Messine depuis 38 ans et Luxembourgeoise d'origine, Anne Ribayrol-Flesch est la première présidente de la Fédération France Water Team qui a vocation à donner une envergure nationale et européenne à la filière de l'eau — Photo : © Jonathan Nenich

En tant que présidente du pôle de la filière de l’eau du Grand Est, Hydreos, pouvez-vous estimer le poids économique de l’eau dans la région ?

Anne Ribayrol-Flesch : La filière de l’eau représente 500 entreprises et 20 000 emplois dans le Grand Est. L’eau, c’est un ensemble de thématiques depuis l’eau potable et l’assainissement, jusqu'au thermalisme. C'est aussi les nappes phréatiques, les eaux industrielles, l’énergie, l’agriculture, la santé… En 2010, nous avons créé le pôle de compétitivité Hydreos, pour réunir tous les acteurs de la filière. Nous sommes aujourd’hui 160 adhérents, avec 80 % d’entreprises qui sont des TPE, PME, ETI et de grands groupes comme Veolia, Suez, EDF, PAM, Engie, Saur. La création d'Hydreos s’imposait au vu du nombre d’acteurs de la filière présents et des enjeux liés à l’eau dans la région.

Quelles sont les actions du pôle Hydreos ?

A.R-F. : Hydreos a pour fondement le développement des entreprises, afin de générer de la valeur ajoutée et des emplois par l’innovation collaborative. Nous animons leur écosystème, en y intégrant les collectivités et les laboratoires de recherche.
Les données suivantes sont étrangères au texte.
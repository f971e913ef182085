// ABOUTME: Target sub-grammar parsed after the `@` in a segment
// ABOUTME: Handles m:ss paces, bpm heart rates, spm cadences and their ranges
//
// SPDX-License-Identifier: MIT OR Apache-2.0
// Copyright (c) 2025 Pierre Fitness Intelligence

use std::sync::LazyLock;

use regex::{Captures, Regex};
use workout_core::constants::limits::{MAX_HEART_RATE_BPM, MIN_HEART_RATE_BPM};
use workout_core::errors::ParseFailure;
use workout_core::models::{Pace, PaceUnit, Target, TargetValue};

use super::ParserOptions;

// Matches: 5:30, 5:30/km, 4:45-5:00/km, 4:45/mi to 5:00/mi, 5:30min/km
static PACE_TARGET: LazyLock<Option<Regex>> = LazyLock::new(|| {
    Regex::new(
        r"^(?P<low>\d+:\d+)(?:min)?(?:\s*/\s*(?P<low_unit>[a-z]+))?(?:\s*(?:-|to)\s*(?P<high>\d+:\d+)(?:min)?(?:\s*/\s*(?P<high_unit>[a-z]+))?)?$",
    )
    .ok()
});

// Matches: 165bpm, 150-160bpm, 150bpm to 160bpm, 180spm, 165
static NUMERIC_TARGET: LazyLock<Option<Regex>> = LazyLock::new(|| {
    Regex::new(
        r"^(?P<low>\d+)(?P<low_unit>[a-z]+)?(?:\s*(?:-|to)\s*(?P<high>\d+)(?P<high_unit>[a-z]+)?)?$",
    )
    .ok()
});

/// Parse the text after `@` into a target
///
/// # Errors
/// Returns a `ParseFailure` for malformed values, missing or unknown units,
/// and inverted or out-of-range values
pub fn parse_target(text: &str, options: &ParserOptions) -> Result<Target, ParseFailure> {
    let text = text.trim();

    if let Some(caps) = PACE_TARGET.as_ref().and_then(|re| re.captures(text)) {
        return parse_pace(&caps, options);
    }
    if let Some(caps) = NUMERIC_TARGET.as_ref().and_then(|re| re.captures(text)) {
        return parse_numeric(&caps, options);
    }
    Err(ParseFailure::UnrecognizedPattern)
}

fn parse_pace(caps: &Captures, options: &ParserOptions) -> Result<Target, ParseFailure> {
    let unit = match shared_unit(caps)? {
        Some(unit) => PaceUnit::from_canonical(unit).ok_or_else(|| ParseFailure::UnknownUnit {
            unit: unit.to_owned(),
        })?,
        None => options.default_pace_unit,
    };

    let low = parse_pace_value(&caps["low"])?;
    let value = match caps.name("high") {
        Some(high) => TargetValue::range("pace", low, parse_pace_value(high.as_str())?)?,
        None => TargetValue::Single(low),
    };
    Ok(Target::pace(value, unit)?)
}

fn parse_pace_value(token: &str) -> Result<Pace, ParseFailure> {
    let malformed = || ParseFailure::MalformedPace {
        token: token.to_owned(),
    };
    let (minutes, seconds) = token.split_once(':').ok_or_else(malformed)?;
    if seconds.len() != 2 {
        return Err(malformed());
    }
    let minutes: u32 = minutes.parse().map_err(|_| malformed())?;
    let seconds: u32 = seconds.parse().map_err(|_| malformed())?;
    if seconds >= 60 {
        return Err(malformed());
    }
    Ok(Pace::from_minutes_seconds(minutes, seconds)?)
}

fn parse_numeric(caps: &Captures, options: &ParserOptions) -> Result<Target, ParseFailure> {
    let low = parse_count(&caps["low"])?;
    let value = match caps.name("high") {
        Some(high) => {
            let high = parse_count(high.as_str())?;
            TargetValue::range("target", low, high)?
        }
        None => TargetValue::Single(low),
    };

    match shared_unit(caps)? {
        Some("bpm") => Ok(Target::heart_rate(value)?),
        Some("spm") => Ok(Target::cadence(value)?),
        Some(unit) => Err(ParseFailure::UnknownUnit {
            unit: unit.to_owned(),
        }),
        None if options.infer_bare_heart_rate && is_plausible_heart_rate(value) => {
            Ok(Target::heart_rate(value)?)
        }
        None => Err(ParseFailure::MissingUnit {
            token: caps[0].to_owned(),
        }),
    }
}

fn is_plausible_heart_rate(value: TargetValue<u16>) -> bool {
    let plausible = MIN_HEART_RATE_BPM..=MAX_HEART_RATE_BPM;
    plausible.contains(&value.low()) && plausible.contains(&value.high())
}

fn parse_count(token: &str) -> Result<u16, ParseFailure> {
    token.parse().map_err(|_| ParseFailure::MalformedNumber {
        token: token.to_owned(),
    })
}

/// Unit written after either bound; both bounds must agree when both carry one
fn shared_unit<'t>(caps: &Captures<'t>) -> Result<Option<&'t str>, ParseFailure> {
    let low = caps.name("low_unit").map(|unit| unit.as_str());
    let high = caps.name("high_unit").map(|unit| unit.as_str());
    match (low, high) {
        (Some(low), Some(high)) if low != high => Err(ParseFailure::UnknownUnit {
            unit: format!("{low}/{high}"),
        }),
        (Some(unit), _) | (None, Some(unit)) => Ok(Some(unit)),
        (None, None) => Ok(None),
    }
}
// ABOUTME: Helper modules for garmin-workout
// ABOUTME: Terminal output formatting shared by the subcommands
//
// SPDX-License-Identifier: MIT OR Apache-2.0
// Copyright (c) 2025 Pierre Fitness Intelligence

pub mod display;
Nous les aidons à monter des projets innovants pour les accompagner de l’idée à la conception du produit, jusqu’à la mise sur le marché. (Hydreos a accompagné par exemple le projet Émilie porté par Ixsane, pour accélérer le développement d'une gestion dynamique des réseaux d'assainissement. Un projet parmi de nombreux autres, NDLR). C’est là le retour sur investissement pour une entreprise qui adhère. Le laboratoire de recherche va permettre de développer le process, jusqu’à son application. La filière de l’eau ne peut se passer du monde académique. La région dispose d’une centaine de chercheurs spécialisés dans le domaine de l’eau et les scientifiques apportent une formation d’excellence pour les jeunes qui intégreront ensuite les entreprises. Le rapprochement des laboratoires de recherches universitaires et des entreprises du territoire pour concrétiser ces projets d’innovation est l’une des missions principales d'Hydreos.

Le pôle Hydreos peut-il constituer un moyen de trouver des financements pour les projets innovants des entreprises ?

A.R-F. : Le temps de l’entreprise est souvent court, il faut apporter des réponses rapides à la demande. L’équipe d'Hydreos est sur le terrain et les sollicite pour passer le cap soit vers le national soit vers l’international. C’est du réseau, du maillage à valeur ajoutée. Pour y parvenir, le nerf de la guerre, c’est effectivement le financement. En fonction du type et de la taille du projet, Hydreos peut les orienter vers des guichets, qu'ils soient dans la région, à Paris ou à Bruxelles. Nous suivons tous les appels à projets qui intéressent la filière. Nous sommes des facilitateurs. En France il existe deux autres structures comme la nôtre : Aqua Valley, le pôle de l’eau de la Région Sud et de l'Occitanie, basé à Montpellier, et Dream Eau et Milieux présent dans la Centre - Val de Loire, basé à Orléans.

Depuis le 12 septembre dernier, ces trois pôles de compétitivité se sont fédérés pour lancer l’Association France Water Team. Pourquoi ?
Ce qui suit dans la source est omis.